### [Problem to solve]
Filter these entries so that only lines with the word "output" remain.

━━━━━ Given data ━━━━━

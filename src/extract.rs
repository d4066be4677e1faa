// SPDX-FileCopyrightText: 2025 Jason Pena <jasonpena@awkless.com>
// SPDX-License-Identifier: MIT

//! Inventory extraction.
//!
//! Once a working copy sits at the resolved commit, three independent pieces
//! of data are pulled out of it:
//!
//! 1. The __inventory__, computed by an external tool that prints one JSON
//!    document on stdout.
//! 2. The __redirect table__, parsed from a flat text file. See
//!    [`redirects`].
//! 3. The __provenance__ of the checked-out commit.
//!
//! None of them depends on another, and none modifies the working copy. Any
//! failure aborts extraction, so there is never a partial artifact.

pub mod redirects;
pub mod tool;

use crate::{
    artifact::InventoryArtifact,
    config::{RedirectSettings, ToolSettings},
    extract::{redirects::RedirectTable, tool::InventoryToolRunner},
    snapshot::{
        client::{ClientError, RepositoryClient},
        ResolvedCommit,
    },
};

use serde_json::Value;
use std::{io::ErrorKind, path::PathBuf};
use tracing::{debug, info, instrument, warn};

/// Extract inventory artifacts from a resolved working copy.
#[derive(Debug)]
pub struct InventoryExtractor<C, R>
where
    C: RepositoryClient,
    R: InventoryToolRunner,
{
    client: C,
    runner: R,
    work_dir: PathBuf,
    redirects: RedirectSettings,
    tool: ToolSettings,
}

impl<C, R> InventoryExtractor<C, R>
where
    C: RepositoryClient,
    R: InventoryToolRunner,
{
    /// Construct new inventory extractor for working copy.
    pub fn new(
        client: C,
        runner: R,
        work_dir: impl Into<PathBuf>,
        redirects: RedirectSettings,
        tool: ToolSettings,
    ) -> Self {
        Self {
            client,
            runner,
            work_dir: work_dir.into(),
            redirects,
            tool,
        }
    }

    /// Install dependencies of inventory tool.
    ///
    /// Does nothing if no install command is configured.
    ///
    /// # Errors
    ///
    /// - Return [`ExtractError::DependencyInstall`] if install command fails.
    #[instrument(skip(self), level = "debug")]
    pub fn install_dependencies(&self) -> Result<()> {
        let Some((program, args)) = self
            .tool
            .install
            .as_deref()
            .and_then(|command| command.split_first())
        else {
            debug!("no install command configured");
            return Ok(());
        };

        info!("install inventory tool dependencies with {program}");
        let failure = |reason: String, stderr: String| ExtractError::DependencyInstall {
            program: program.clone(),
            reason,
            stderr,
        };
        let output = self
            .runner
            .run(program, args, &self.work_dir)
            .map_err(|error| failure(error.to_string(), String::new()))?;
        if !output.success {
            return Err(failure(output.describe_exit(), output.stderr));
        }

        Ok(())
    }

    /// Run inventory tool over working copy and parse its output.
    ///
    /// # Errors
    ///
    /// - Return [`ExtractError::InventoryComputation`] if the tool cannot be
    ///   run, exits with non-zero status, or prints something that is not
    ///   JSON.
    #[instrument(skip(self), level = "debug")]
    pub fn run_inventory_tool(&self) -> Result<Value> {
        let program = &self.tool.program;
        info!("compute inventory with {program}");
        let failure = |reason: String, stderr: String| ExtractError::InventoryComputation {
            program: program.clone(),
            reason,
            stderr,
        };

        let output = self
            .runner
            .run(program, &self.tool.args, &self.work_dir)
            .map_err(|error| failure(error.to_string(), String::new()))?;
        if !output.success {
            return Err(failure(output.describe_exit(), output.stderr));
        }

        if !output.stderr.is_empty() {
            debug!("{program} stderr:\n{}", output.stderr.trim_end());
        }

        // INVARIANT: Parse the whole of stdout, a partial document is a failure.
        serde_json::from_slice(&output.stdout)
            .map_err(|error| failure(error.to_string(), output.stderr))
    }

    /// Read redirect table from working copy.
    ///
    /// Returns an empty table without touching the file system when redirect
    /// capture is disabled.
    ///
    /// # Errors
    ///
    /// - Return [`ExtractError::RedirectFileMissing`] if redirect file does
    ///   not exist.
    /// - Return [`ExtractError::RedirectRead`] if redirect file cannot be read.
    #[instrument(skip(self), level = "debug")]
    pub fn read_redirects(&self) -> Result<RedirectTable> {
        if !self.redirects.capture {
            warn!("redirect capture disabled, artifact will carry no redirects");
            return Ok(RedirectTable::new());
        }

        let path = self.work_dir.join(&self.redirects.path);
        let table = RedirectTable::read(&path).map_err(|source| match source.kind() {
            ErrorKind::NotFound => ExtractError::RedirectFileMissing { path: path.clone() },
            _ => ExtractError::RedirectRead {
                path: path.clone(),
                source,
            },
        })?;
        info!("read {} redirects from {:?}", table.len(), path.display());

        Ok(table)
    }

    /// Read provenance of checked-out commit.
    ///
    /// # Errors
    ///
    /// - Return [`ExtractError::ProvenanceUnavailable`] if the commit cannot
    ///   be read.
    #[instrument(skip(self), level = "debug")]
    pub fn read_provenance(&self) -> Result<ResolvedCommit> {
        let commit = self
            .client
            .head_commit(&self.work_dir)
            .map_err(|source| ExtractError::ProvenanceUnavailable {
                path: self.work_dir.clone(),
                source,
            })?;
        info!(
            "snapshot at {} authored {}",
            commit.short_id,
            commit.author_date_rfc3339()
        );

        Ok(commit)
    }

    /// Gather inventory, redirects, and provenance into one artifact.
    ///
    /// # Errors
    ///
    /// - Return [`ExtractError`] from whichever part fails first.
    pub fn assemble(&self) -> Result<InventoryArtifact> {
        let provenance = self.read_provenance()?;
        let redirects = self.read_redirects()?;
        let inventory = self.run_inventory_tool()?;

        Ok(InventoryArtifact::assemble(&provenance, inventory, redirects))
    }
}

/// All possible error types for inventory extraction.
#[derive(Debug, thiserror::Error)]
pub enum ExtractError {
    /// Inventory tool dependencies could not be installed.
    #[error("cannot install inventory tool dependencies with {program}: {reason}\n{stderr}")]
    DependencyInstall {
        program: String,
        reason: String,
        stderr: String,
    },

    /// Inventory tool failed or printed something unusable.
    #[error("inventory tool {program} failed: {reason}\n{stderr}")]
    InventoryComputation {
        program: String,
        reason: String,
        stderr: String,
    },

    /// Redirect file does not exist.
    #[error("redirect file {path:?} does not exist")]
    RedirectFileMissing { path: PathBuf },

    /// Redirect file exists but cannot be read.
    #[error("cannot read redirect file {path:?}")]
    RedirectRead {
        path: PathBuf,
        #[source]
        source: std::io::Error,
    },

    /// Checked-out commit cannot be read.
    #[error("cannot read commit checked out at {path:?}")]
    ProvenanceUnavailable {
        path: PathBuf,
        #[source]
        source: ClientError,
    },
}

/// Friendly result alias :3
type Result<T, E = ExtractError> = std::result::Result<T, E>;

━━━━━
━━━━━ Given data ━━━━━

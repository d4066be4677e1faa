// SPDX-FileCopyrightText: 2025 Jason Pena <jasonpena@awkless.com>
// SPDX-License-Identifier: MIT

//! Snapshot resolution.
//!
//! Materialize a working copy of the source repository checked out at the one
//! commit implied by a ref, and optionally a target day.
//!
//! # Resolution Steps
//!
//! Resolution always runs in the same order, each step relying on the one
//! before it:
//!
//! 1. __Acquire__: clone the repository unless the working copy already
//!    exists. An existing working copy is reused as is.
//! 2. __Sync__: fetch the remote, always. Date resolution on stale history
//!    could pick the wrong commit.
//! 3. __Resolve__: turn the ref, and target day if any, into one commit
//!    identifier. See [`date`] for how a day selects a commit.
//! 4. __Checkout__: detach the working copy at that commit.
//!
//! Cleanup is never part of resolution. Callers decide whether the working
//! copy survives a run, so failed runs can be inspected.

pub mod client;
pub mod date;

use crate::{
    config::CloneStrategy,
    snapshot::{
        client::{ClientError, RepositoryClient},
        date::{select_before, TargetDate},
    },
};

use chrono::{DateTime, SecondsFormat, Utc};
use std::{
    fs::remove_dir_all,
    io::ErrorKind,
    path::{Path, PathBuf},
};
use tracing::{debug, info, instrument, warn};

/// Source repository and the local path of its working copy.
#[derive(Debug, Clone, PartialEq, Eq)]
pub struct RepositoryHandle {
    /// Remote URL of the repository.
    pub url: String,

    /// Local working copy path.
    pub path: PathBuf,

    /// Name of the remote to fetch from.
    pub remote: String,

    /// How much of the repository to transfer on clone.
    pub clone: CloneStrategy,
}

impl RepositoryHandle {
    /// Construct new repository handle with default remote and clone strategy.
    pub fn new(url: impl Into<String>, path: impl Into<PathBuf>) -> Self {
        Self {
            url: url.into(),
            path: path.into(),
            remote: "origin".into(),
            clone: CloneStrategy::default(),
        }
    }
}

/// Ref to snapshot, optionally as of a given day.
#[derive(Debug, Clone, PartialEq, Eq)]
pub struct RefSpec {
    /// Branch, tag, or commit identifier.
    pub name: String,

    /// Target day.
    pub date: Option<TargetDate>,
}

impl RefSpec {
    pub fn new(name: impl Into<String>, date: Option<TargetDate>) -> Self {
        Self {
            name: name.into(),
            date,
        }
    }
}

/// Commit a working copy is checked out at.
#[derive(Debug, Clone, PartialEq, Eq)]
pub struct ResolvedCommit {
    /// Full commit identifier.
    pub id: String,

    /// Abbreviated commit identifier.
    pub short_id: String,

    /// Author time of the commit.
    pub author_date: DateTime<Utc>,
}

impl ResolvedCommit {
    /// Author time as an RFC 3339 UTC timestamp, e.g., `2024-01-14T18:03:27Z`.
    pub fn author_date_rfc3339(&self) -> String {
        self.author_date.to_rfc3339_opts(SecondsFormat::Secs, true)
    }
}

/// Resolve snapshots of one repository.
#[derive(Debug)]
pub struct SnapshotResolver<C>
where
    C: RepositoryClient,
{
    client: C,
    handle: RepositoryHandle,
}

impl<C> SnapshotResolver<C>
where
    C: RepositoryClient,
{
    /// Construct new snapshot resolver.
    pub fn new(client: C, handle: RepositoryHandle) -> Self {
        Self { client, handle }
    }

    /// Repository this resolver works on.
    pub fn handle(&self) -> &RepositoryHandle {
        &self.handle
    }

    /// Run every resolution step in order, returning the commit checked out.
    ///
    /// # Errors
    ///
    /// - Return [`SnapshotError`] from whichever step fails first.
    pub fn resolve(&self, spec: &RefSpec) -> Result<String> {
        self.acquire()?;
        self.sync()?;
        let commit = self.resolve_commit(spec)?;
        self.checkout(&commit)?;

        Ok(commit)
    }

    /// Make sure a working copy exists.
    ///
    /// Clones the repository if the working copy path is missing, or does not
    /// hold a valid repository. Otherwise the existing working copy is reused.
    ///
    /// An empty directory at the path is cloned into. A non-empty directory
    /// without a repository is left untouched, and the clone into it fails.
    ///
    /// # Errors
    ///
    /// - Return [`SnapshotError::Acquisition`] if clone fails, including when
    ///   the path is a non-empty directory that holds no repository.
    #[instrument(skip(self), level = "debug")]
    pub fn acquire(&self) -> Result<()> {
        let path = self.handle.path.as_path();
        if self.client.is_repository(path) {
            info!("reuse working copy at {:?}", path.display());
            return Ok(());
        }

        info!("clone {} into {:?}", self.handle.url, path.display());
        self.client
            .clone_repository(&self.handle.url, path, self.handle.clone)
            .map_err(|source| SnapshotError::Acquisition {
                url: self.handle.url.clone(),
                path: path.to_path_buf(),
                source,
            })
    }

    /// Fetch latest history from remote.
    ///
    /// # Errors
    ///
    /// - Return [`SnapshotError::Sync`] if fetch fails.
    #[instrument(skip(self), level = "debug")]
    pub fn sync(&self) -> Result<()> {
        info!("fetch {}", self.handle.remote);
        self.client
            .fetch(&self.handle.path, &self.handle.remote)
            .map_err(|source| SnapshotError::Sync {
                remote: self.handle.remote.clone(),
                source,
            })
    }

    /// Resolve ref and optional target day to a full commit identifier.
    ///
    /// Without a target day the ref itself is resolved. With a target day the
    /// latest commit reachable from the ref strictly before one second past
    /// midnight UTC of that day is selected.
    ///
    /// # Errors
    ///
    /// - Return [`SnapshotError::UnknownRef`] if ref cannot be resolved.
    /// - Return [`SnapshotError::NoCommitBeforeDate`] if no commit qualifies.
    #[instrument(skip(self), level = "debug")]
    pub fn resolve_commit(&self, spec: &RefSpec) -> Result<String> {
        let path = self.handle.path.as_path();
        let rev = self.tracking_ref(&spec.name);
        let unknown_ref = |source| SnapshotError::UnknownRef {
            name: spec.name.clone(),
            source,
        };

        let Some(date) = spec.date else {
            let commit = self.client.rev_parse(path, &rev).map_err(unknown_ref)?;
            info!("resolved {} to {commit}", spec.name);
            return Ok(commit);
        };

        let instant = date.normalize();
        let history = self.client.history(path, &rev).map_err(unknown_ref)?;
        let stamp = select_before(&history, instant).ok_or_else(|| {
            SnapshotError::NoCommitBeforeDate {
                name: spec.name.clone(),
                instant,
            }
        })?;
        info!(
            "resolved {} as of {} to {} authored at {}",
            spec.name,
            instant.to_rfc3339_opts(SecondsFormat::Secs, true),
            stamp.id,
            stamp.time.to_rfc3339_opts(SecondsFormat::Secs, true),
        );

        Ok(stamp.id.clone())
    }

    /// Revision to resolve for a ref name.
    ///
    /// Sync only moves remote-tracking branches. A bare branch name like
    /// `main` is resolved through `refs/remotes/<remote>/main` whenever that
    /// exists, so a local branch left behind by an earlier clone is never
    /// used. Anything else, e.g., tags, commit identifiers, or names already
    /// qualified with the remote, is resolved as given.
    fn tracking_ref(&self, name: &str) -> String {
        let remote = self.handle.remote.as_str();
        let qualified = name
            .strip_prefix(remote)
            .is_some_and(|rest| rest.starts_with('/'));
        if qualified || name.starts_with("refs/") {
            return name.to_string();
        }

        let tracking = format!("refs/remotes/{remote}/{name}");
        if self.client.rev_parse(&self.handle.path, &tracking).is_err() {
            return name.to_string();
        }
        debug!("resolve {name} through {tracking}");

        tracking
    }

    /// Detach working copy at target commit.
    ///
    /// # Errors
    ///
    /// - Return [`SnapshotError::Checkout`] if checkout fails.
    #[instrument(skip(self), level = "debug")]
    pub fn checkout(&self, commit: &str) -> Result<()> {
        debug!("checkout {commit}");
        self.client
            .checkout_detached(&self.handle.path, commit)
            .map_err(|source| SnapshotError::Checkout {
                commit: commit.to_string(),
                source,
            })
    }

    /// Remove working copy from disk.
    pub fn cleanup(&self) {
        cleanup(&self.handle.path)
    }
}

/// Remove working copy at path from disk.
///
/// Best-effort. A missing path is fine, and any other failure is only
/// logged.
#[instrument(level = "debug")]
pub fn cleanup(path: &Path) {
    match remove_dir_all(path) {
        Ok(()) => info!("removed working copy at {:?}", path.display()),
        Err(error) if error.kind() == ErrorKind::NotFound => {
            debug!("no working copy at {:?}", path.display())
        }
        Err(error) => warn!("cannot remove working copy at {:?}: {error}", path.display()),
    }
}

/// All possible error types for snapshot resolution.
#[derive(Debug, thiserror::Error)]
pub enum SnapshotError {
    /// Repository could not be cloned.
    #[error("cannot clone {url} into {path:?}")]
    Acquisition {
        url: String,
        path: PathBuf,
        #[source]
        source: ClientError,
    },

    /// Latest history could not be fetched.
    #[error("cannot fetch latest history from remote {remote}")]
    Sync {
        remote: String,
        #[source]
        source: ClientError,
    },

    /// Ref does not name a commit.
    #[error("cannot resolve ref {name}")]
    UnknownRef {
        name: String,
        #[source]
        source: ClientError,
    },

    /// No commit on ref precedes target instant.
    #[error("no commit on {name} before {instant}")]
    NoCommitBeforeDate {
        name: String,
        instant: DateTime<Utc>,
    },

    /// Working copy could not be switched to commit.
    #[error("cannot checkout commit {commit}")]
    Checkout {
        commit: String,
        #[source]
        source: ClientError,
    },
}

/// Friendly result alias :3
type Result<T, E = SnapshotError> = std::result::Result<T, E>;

━━━━━

### [Expected answer]
        let output = self
        if !output.success {
            return Err(failure(output.describe_exit(), output.stderr));
    /// Run inventory tool over working copy and parse its output.
        let output = self
        if !output.success {
            return Err(failure(output.describe_exit(), output.stderr));
        if !output.stderr.is_empty() {
            debug!("{program} stderr:\n{}", output.stderr.trim_end());
        serde_json::from_slice(&output.stdout)
            .map_err(|error| failure(error.to_string(), output.stderr))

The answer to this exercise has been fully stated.